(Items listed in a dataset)
━━━━━━━━━━━━━━━━━━━━━━━━━━━━━━
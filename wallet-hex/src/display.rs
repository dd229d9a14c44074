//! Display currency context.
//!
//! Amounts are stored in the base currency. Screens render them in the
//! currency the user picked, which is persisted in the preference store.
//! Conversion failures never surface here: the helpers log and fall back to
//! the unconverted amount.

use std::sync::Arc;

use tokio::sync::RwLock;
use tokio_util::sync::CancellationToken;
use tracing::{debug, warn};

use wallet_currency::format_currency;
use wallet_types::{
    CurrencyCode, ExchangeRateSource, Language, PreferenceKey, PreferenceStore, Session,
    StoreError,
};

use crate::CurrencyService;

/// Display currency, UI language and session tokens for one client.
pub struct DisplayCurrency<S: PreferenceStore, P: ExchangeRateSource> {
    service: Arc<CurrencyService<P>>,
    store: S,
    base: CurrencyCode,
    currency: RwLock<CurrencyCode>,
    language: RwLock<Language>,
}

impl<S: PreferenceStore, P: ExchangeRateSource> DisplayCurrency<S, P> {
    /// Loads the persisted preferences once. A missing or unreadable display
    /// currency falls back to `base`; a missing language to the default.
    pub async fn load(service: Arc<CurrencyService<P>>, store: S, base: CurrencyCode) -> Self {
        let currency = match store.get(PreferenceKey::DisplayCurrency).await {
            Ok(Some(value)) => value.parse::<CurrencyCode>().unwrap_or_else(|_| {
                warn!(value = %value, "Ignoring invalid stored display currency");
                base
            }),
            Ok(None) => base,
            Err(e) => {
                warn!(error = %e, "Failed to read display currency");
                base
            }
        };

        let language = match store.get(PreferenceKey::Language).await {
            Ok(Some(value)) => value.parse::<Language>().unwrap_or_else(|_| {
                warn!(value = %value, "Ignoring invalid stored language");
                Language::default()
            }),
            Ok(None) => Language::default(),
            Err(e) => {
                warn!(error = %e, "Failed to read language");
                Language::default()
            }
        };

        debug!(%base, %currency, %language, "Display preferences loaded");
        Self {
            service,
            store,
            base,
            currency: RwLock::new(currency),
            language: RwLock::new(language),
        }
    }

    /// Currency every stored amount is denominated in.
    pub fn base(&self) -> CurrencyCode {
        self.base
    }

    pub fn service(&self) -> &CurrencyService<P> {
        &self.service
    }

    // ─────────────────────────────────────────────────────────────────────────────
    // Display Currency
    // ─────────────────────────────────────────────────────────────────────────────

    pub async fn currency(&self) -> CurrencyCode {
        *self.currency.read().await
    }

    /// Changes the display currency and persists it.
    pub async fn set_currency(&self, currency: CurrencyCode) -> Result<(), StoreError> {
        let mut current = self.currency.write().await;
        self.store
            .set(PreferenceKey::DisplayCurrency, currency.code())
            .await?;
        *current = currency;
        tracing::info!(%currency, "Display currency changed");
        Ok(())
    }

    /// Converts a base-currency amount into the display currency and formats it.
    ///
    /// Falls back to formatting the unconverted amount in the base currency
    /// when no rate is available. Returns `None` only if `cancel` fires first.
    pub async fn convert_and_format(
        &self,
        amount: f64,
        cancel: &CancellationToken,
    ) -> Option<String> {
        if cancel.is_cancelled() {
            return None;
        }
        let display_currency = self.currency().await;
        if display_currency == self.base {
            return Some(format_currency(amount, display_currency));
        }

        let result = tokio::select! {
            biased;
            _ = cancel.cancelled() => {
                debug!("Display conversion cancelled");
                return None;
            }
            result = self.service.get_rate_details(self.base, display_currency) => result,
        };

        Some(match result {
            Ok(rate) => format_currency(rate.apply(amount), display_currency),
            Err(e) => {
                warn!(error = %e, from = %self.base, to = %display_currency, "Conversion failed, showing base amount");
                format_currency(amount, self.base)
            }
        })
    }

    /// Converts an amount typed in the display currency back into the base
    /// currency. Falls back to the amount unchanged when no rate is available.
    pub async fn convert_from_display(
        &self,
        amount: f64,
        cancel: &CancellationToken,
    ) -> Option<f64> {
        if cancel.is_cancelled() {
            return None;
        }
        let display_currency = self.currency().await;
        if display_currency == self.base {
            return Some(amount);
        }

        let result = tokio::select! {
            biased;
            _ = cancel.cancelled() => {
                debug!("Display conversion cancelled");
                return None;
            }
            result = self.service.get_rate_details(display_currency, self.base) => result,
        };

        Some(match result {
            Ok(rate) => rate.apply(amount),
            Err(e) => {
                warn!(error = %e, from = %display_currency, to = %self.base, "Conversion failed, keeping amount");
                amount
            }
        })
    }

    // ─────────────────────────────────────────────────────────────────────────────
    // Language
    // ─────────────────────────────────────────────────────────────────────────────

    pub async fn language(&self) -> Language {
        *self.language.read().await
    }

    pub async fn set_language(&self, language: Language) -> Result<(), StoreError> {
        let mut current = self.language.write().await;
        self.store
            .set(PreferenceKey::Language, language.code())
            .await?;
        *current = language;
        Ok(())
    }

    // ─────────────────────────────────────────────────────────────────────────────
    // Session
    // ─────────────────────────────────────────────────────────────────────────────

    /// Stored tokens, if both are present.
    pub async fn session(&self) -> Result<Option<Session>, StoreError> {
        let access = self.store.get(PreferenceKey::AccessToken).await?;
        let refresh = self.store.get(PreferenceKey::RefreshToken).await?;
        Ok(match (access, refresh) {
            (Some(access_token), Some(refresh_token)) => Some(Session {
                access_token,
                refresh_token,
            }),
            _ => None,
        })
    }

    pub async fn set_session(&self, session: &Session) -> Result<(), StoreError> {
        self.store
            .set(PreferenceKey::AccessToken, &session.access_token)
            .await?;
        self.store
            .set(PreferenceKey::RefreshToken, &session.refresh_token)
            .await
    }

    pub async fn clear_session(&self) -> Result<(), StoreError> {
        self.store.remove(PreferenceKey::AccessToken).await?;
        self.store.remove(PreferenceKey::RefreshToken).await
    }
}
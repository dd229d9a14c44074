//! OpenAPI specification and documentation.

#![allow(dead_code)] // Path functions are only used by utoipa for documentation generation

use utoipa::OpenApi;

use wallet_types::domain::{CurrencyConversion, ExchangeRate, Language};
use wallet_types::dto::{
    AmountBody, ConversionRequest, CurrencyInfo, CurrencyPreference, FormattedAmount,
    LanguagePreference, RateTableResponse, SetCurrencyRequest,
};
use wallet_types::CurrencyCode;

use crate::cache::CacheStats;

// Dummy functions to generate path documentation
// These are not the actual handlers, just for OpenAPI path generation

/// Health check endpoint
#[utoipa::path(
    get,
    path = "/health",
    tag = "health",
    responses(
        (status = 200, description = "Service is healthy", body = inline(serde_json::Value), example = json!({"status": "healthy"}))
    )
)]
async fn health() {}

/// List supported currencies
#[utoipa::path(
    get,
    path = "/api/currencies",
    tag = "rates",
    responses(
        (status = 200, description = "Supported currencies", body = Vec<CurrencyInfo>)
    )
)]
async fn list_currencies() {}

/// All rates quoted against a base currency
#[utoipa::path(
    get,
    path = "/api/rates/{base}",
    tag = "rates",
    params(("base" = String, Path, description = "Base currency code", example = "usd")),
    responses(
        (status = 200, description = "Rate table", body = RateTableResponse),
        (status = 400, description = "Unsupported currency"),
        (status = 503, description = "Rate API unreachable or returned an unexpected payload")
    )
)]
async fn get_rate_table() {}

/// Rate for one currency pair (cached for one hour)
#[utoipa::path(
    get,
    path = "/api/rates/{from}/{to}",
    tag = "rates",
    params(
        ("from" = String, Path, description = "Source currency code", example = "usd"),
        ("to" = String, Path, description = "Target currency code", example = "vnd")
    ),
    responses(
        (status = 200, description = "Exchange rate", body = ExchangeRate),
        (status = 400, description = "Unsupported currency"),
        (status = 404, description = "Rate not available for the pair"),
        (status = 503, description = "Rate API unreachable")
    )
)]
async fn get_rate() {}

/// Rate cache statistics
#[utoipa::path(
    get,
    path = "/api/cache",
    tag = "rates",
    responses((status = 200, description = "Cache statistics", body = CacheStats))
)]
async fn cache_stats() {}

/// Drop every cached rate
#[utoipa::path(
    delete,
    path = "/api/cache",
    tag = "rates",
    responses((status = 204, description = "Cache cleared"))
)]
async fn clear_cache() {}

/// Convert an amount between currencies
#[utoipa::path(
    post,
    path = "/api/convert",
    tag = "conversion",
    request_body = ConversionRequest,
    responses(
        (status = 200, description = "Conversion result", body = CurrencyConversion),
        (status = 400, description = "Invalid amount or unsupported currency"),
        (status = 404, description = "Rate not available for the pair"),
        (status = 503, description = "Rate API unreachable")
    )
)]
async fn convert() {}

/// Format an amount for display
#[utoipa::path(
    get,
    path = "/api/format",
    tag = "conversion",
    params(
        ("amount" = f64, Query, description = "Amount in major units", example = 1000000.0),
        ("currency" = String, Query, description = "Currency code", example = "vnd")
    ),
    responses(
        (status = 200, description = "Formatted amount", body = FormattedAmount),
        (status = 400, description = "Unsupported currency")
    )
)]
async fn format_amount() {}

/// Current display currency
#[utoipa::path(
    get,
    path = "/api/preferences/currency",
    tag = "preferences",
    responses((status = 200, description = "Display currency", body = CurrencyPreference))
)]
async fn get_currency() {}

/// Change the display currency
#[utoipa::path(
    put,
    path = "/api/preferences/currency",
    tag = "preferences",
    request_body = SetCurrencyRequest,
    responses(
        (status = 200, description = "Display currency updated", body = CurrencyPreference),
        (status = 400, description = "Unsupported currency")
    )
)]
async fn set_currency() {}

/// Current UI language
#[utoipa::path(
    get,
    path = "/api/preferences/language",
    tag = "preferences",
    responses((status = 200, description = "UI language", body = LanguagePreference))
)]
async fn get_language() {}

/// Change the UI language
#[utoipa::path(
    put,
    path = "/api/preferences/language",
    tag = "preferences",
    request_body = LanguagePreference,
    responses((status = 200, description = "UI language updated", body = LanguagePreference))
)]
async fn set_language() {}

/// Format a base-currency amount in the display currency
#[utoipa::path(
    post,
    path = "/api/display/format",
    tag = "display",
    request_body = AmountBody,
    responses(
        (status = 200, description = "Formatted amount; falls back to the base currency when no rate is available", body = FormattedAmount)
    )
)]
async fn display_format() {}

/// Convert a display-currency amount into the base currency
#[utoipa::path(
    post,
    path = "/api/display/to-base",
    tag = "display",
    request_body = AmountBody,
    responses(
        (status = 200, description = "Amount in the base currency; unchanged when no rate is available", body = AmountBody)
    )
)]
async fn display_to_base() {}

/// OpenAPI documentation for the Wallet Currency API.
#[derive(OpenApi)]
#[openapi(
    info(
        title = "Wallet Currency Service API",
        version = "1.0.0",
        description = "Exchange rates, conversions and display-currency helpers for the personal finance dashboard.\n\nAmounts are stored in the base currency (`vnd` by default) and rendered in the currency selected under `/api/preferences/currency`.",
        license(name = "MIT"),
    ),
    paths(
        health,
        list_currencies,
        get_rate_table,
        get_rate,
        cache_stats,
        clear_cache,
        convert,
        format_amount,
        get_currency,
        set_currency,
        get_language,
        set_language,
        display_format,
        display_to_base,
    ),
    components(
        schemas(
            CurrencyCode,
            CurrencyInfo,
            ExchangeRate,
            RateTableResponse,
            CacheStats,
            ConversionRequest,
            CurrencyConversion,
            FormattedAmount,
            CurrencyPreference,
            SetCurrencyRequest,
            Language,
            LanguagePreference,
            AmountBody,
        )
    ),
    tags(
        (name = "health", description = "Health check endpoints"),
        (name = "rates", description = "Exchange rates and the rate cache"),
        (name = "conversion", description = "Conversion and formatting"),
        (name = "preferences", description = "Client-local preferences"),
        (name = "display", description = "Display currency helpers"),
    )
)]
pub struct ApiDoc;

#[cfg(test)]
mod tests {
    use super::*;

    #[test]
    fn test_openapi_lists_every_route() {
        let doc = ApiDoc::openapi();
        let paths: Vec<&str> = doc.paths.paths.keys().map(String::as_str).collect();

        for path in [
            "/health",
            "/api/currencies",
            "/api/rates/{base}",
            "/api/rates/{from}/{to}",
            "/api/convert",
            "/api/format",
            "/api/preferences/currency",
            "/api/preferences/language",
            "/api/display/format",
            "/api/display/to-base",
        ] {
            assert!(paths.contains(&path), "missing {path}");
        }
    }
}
━━━━━━━━━━━━━━━━━━━━━━━━━━━━━━
REQUIRED WORK:
Wherever the string "unchanged" appears in the entries above, return the line it appears on.

RESULT FOR THIS TASK:
    /// currency. Falls back to the amount unchanged when no rate is available.
        (status = 200, description = "Amount in the base currency; unchanged when no rate is available", body = AmountBody)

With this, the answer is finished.